“Podemos informar que o senhor Manuel Zelaya não solicitou salvo-conduto, nem asilo político, requisitos indispensáveis para que possa sair do país. Também nenhum país solicitou nada”, disse.
Segundo o presidente da República Dominicana, Leonel Fernández, Zelaya e o presidente eleito de Honduras, Porfírio Lobo, aceitaram se reunir nos próximos dias em seu país para abrir um diálogo político que permita resolver a crise hondurenha.
“Esperamos que com esta decisão não haja nenhuma dificuldade para que o presidente Zelaya possa sair de Honduras e não se estabeleça nenhuma condição ou obstrução” por parte do governo de fato “para que ele possa viajar à República Dominicana”, afirmou Fernández.
Zelaya, que não confirmou se viajará para o país localizado na ilha Hispaniola, agradeceu hoje a Fernández seu interesse em ver resolvida a crise em Honduras, o que qualificou como “um enorme gesto de cooperação de sua parte”, informou à Agência Efe o porta-voz do presidente deposto, Rasel Tomei.
O presidente dominicano deverá se reunir no domingo com Zelaya e na segunda-feira com Lobo, que ontem viajou de férias para os Estados Unidos.

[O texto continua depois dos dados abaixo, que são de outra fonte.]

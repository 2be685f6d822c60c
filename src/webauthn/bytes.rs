//! Opaque byte buffers for `WebAuthn` protocol fields
//!
//! Challenges, credential IDs, user handles, signatures and every other
//! buffer-shaped field travel on the wire as URL-safe base64 without
//! padding. `Bytes` keeps the raw content and owns the single encode/decode
//! path so the wire form stays canonical.

use std::fmt;

use serde::de::{self, Visitor};
use serde::{Deserialize, Deserializer, Serialize, Serializer};

use super::codec;

/// An opaque byte sequence with canonical base64url (no padding) encoding.
///
/// Equality and hashing are defined on the byte content, so `Bytes` can key
/// credential and user-handle maps directly.
#[derive(Clone, Default, PartialEq, Eq, Hash)]
pub struct Bytes(Vec<u8>);

impl Bytes {
    #[must_use]
    pub fn new(content: Vec<u8>) -> Self {
        Self(content)
    }

    /// Decode from the base64url wire form. Padding is tolerated.
    ///
    /// # Errors
    /// Returns `MalformedInput` when the input contains characters outside
    /// the URL-safe alphabet.
    pub fn from_base64url(encoded: &str) -> Result<Self, super::WebAuthnError> {
        codec::base64url_decode(encoded).map(Self)
    }

    /// The canonical wire encoding: base64url without padding.
    #[must_use]
    pub fn to_base64url(&self) -> String {
        codec::base64url_encode(&self.0)
    }

    #[must_use]
    pub fn as_slice(&self) -> &[u8] {
        &self.0
    }

    #[must_use]
    pub fn len(&self) -> usize {
        self.0.len()
    }

    #[must_use]
    pub fn is_empty(&self) -> bool {
        self.0.is_empty()
    }

    #[must_use]
    pub fn into_vec(self) -> Vec<u8> {
        self.0
    }
}

impl From<Vec<u8>> for Bytes {
    fn from(content: Vec<u8>) -> Self {
        Self(content)
    }
}

impl From<&[u8]> for Bytes {
    fn from(content: &[u8]) -> Self {
        Self(content.to_vec())
    }
}

impl AsRef<[u8]> for Bytes {
    fn as_ref(&self) -> &[u8] {
        &self.0
    }
}

impl fmt::Debug for Bytes {
    fn fmt(&self, f: &mut fmt::Formatter<'_>) -> fmt::Result {
        write!(f, "Bytes({})", self.to_base64url())
    }
}

impl Serialize for Bytes {
    fn serialize<S: Serializer>(&self, serializer: S) -> Result<S::Ok, S::Error> {
        serializer.serialize_str(&self.to_base64url())
    }
}

impl<'de> Deserialize<'de> for Bytes {
    fn deserialize<D: Deserializer<'de>>(deserializer: D) -> Result<Self, D::Error> {
        struct BytesVisitor;

        impl Visitor<'_> for BytesVisitor {
            type Value = Bytes;

            fn expecting(&self, formatter: &mut fmt::Formatter<'_>) -> fmt::Result {
                formatter.write_str("a base64url-encoded string")
            }

            fn visit_str<E: de::Error>(self, value: &str) -> Result<Bytes, E> {
                Bytes::from_base64url(value).map_err(|e| E::custom(e.to_string()))
            }
        }

        deserializer.deserialize_str(BytesVisitor)
    }
}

Zelaya tentou sair da embaixada do Brasil em Tegucigalpa na última quarta-feira com a intenção de viajar ao México, mas o governo de fato não autorizou um pedido de salvo-conduto. Na ocasião, Zelaya disse que teria sido pressionado pela administração do governante interino, Roberto Micheletti, a renunciar oficialmente à presidência.